I arrive in Znojmo after 9 pm on the second day, darkness is falling. I head out of town, up the hill to the scenic park, it's dark, it starts to rain. I find shelter and lay down in a hammock. On the third day I travel through the beautiful countryside of Czech Moravia, an area of vineyards and stud farms that continues on the Austrian side. Beautiful hills covered with grasses, stone carvings depicting ce Catholic saints on stone columns, sacred springs - water! It turns out to be the most important thing on this trip. Marching in this heat I don't want to eat, but drink - yes. Still with water in my mind, I take every opportunity to get water to drink or wash myself. Twice I ask people I meet to fill my thermos with water. Other than that, I don't interact with people, and so I mainly traverse trails devoid of people, sometimes I go cross-country following my intuition and general direction, skipping designated trails.
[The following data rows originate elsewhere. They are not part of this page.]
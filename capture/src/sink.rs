use std::time::Duration;

use async_trait::async_trait;
use metrics::counter;
use tracing::{error, info, instrument, warn};

use relay_common::event::AccessEvent;
use relay_common::kafka::{send_access, ConnectionManager, KafkaProduceError};
use relay_common::spillover::{LogCategory, SpilloverStore};

use crate::api::CaptureError;

#[async_trait]
pub trait EventSink {
    async fn send(&self, event: AccessEvent) -> Result<(), CaptureError>;
}

pub struct PrintSink {}

#[async_trait]
impl EventSink for PrintSink {
    async fn send(&self, event: AccessEvent) -> Result<(), CaptureError> {
        info!("event: {:?}", event);
        counter!("capture_events_ingested_total").increment(1);

        Ok(())
    }
}

/// Publishes each event to the access topic, walking the retry schedule on
/// failure. Once the schedule is exhausted the event is appended to the
/// day's spillover file and the request still succeeds: the scheduler will
/// replay the file later, the reader at the door never sees the outage.
pub struct KafkaSink {
    manager: ConnectionManager,
    topic: String,
    retry_schedule: Vec<Duration>,
    spillover: SpilloverStore,
}

impl KafkaSink {
    pub fn new(
        manager: ConnectionManager,
        topic: String,
        retry_schedule: Vec<Duration>,
        spillover: SpilloverStore,
    ) -> KafkaSink {
        KafkaSink {
            manager,
            topic,
            retry_schedule,
            spillover,
        }
    }

    async fn attempt(&self, event: &AccessEvent) -> Result<(), KafkaProduceError> {
        let producer = self
            .manager
            .ensure_connected()
            .await
            .map_err(|error| KafkaProduceError::KafkaProduceError { error })?;

        send_access(
            &producer,
            &self.topic,
            &event.profile,
            event.area.as_deref(),
            &event.payload,
        )
        .await
    }
}

#[async_trait]
impl EventSink for KafkaSink {
    #[instrument(skip_all, fields(profile = %event.profile))]
    async fn send(&self, event: AccessEvent) -> Result<(), CaptureError> {
        for (attempt, delay) in self.retry_schedule.iter().enumerate() {
            match self.attempt(&event).await {
                Ok(()) => {
                    counter!("capture_events_ingested_total").increment(1);
                    return Ok(());
                }
                Err(err) => {
                    counter!("capture_kafka_produce_errors_total").increment(1);
                    warn!(
                        "failed to publish (attempt {} of {}): {}",
                        attempt + 1,
                        self.retry_schedule.len(),
                        err
                    );
                    // The producer handle may be stale, reconnect on the next pass
                    self.manager.mark_dead().await;
                    tokio::time::sleep(*delay).await;
                }
            }
        }

        error!("exhausted publish retries, spilling the event to disk");
        self.spillover
            .append(LogCategory::Accesses, event.day, &event.payload)
            .await?;
        counter!("capture_events_spilled_total").increment(1);

        Ok(())
    }
}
Austria is dominated by farmland, lots of industrial hemp, and everything is leveled and measured. Lots of fields, few forests, little shade in which to shelter from the hot July sun. Many hunting pulpits, also in the form of trailers, sinister vehicles.  Almost no bodies of water at all, fresh water is hard to come by. In the evening it flashes on the horizon - will a storm and heavy rain come? On the third day I march late, I can't find a convenient place to install my hammock. Finally, out of fatigue I give up, I spot a makeshift hunting pulpit in a tree. I climb up there, but I don't manage to stretch the hammock well - it hangs like a bow like a flabby croissant. As I lie in it, half of my body - with one half-ass - is leaning against the makeshift seat in the tree pulpit. It's flashing in the distance, the wind is blowing, and I'm so tired that I don't have the strength to look for another place for the hammock. I legitimately don't sleep that night. My body is so monstrously uncomfortable, in this tree, in this spot from where the game was probably shot. The pain, the fatigue, the discomfort, the inability to sleep, the wind. I keep falling asleep for a few moments and waking up. Torture. I pray for the morning. Finally it comes. Before the sun even rises, I'm already packed and on my way. I watch the orange ball as it emerges from over the horizon and slowly rises. 


It's about 10 a.m., the fourth day of the trek, when I reach the sacred spring in Mold. Blessing. I think about the sites of pagan practices like this one, which the Catholic Church has destroyed and seized. Under the watchful eye of the Virgin Mary trapped behind the bars of the shrine, I strip off my clothes and step under the stream of holy, invigorating, cold and pure water. In the afternoon I arrive in the vicinity of the symposium site. In the woods I find signposts leading there, but I still get lost. In the late afternoon I finish my march by reaching the site.